Pooled analysis of bleeding, major adverse cardiovascular events, and all‐cause mortality in clinical trials of time‐constrained dual‐antiplatelet therapy after percutaneous coronary intervention
Journal of the American Heart Association Aug 21, 2020
McClure JD, et al. - Dual antiplatelet therapy (DAPT) had net clinical benefits reflecting the paradoxical effects of an increased risk of bleeding and a reduced risk of major adverse cardiovascular events. In 5 multicenter trials including GLOBAL LEADERS, STOPDAPT2 (Short and Optimal Duration of Dual Antiplatelet Therapy After Everolimus‐Eluting Cobalt‐Chromium Stent‐2), SMART‐CHOICE, TWILIGHT (Ticagrelor With Aspirin or Alone in High‐Risk Patients After Coronary Intervention), and TICO (Ticagrelor Monotherapy After 3 Months in the Patients Treated With New Generation Sirolimus Stent for Acute Coronary Syndrome), a time‐constrained approach to DAPT has been recently examined.
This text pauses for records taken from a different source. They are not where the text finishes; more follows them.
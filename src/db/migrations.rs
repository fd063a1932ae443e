//! Schema migrations over a blocking diesel connection.
//!
//! `diesel_migrations` only drives synchronous connections, so every
//! operation opens a `PgConnection` on the blocking thread pool.

use anyhow::{Context, anyhow};
use diesel::Connection;
use diesel::migration::Migration;
use diesel::pg::PgConnection;
use diesel_migrations::MigrationHarness;

use crate::config::DatabaseConfig;
use crate::db::MIGRATIONS;

/// Applies, lists and reverts the embedded migrations.
#[derive(Clone)]
pub struct Migrator {
    connection_string: String,
}

impl Migrator {
    pub fn new(config: &DatabaseConfig) -> Self {
        Self {
            connection_string: config.connection_string(),
        }
    }

    /// Names of the migrations not yet applied.
    pub async fn pending(&self) -> anyhow::Result<Vec<String>> {
        self.with_connection("list pending migrations", |conn| {
            let pending = conn.pending_migrations(MIGRATIONS).map_err(|e| anyhow!(e))?;
            Ok(pending.iter().map(|m| m.name().to_string()).collect())
        })
        .await
    }

    /// Applies every pending migration and returns their versions.
    pub async fn run_pending(&self) -> anyhow::Result<Vec<String>> {
        self.with_connection("run pending migrations", |conn| {
            let applied = conn
                .run_pending_migrations(MIGRATIONS)
                .map_err(|e| anyhow!(e))?;
            Ok(applied.iter().map(ToString::to_string).collect())
        })
        .await
    }

    /// Reverts the `steps` most recent migrations, newest first.
    ///
    /// Fails without touching the schema when fewer migrations are applied.
    pub async fn revert(&self, steps: u32) -> anyhow::Result<Vec<String>> {
        self.with_connection("revert migrations", move |conn| {
            let applied = conn.applied_migrations().map_err(|e| anyhow!(e))?;
            if applied.len() < steps as usize {
                anyhow::bail!(
                    "Cannot rollback {} migrations - only {} applied migrations available",
                    steps,
                    applied.len()
                );
            }

            (0..steps)
                .map(|_| {
                    conn.revert_last_migration(MIGRATIONS)
                        .map(|v| v.to_string())
                        .map_err(|e| anyhow!(e))
                })
                .collect()
        })
        .await
    }

    /// Reverts every applied migration, then re-applies all of them.
    ///
    /// Returns the reverted and the applied versions. All data is lost.
    pub async fn reset(&self) -> anyhow::Result<(Vec<String>, Vec<String>)> {
        self.with_connection("reset migrations", |conn| {
            // Returned versions borrow the connection, so collect before reusing it
            let reverted: Vec<String> = conn
                .revert_all_migrations(MIGRATIONS)
                .map_err(|e| anyhow!(e))?
                .iter()
                .map(ToString::to_string)
                .collect();
            let applied: Vec<String> = conn
                .run_pending_migrations(MIGRATIONS)
                .map_err(|e| anyhow!(e))?
                .iter()
                .map(ToString::to_string)
                .collect();
            Ok((reverted, applied))
        })
        .await
    }

    async fn with_connection<T, F>(&self, operation: &'static str, f: F) -> anyhow::Result<T>
    where
        T: Send + 'static,
        F: FnOnce(&mut PgConnection) -> anyhow::Result<T> + Send + 'static,
    {
        let connection_string = self.connection_string.clone();
        tokio::task::spawn_blocking(move || {
            let mut conn = PgConnection::establish(&connection_string)
                .with_context(|| format!("failed to connect to database to {operation}"))?;
            f(&mut conn).with_context(|| format!("failed to {operation}"))
        })
        .await
        .context("migration task panicked")?
    }
}
mod person;

pub use person::{NewPerson, Person};
//! Async database connection pool implementation.
//!
//! Uses bb8 connection pool manager with diesel_async for PostgreSQL connections.

use std::time::Duration;

use diesel_async::AsyncPgConnection;
use diesel_async::pooled_connection::AsyncDieselConnectionManager;
use diesel_async::pooled_connection::bb8::Pool;
use diesel_migrations::{EmbeddedMigrations, embed_migrations};

use crate::config::DatabaseConfig;

/// Migrations compiled into the binary from the `migrations` directory.
pub const MIGRATIONS: EmbeddedMigrations = embed_migrations!("migrations");

/// Async connection pool type alias.
///
/// bb8::Pool internally uses Arc, so Clone is cheap (just reference count increment).
/// Structures holding AsyncDbPool can derive Clone without additional Arc wrapping.
pub type AsyncDbPool = Pool<AsyncPgConnection>;

/// Creates an async database connection pool from configuration.
///
/// The pool is sized by `max_connections`/`min_connections` and waits at most
/// `connection_timeout` seconds for a connection. At least one connection is
/// opened before returning, so an unreachable server fails here.
///
/// # Example
///
/// ```ignore
/// let pool = establish_async_connection_pool(&settings.database).await?;
/// let mut conn = pool.get().await?;
/// ```
pub async fn establish_async_connection_pool(config: &DatabaseConfig) -> anyhow::Result<AsyncDbPool> {
    let manager =
        AsyncDieselConnectionManager::<AsyncPgConnection>::new(config.connection_string());
    let pool = Pool::builder()
        .max_size(config.max_connections)
        .min_idle(Some(config.min_connections))
        .connection_timeout(Duration::from_secs(config.connection_timeout))
        .build(manager)
        .await?;
    Ok(pool)
}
Via performing a pooled analysis of these trials, researchers sought to determine the overall correlations between time‐constrained P2Y12 inhibitor monotherapy (aspirin‐free regimen) for bleeding events, major adverse cardiovascular events, and all‐cause mortality as compared with standard care with DAPT for at least 12 months postpercutaneous coronary intervention. A substantial reduction in the risk of major and fatal bleeding was observed in correlation with P2Y12 inhibitor monotherapy from 1 to 3 months compared with DAPT for 12 months postpercutaneous coronary intervention. In addition, P2Y12 inhibitor monotherapy from 1 to 3 months confers potentially protective effects, for major adverse cardiovascular events and all‐cause mortality. Accounting patient safety, the findings support a strategy of DAPT for 1 to 3 months followed by aspirin‐free P2Y12 inhibitor monotherapy.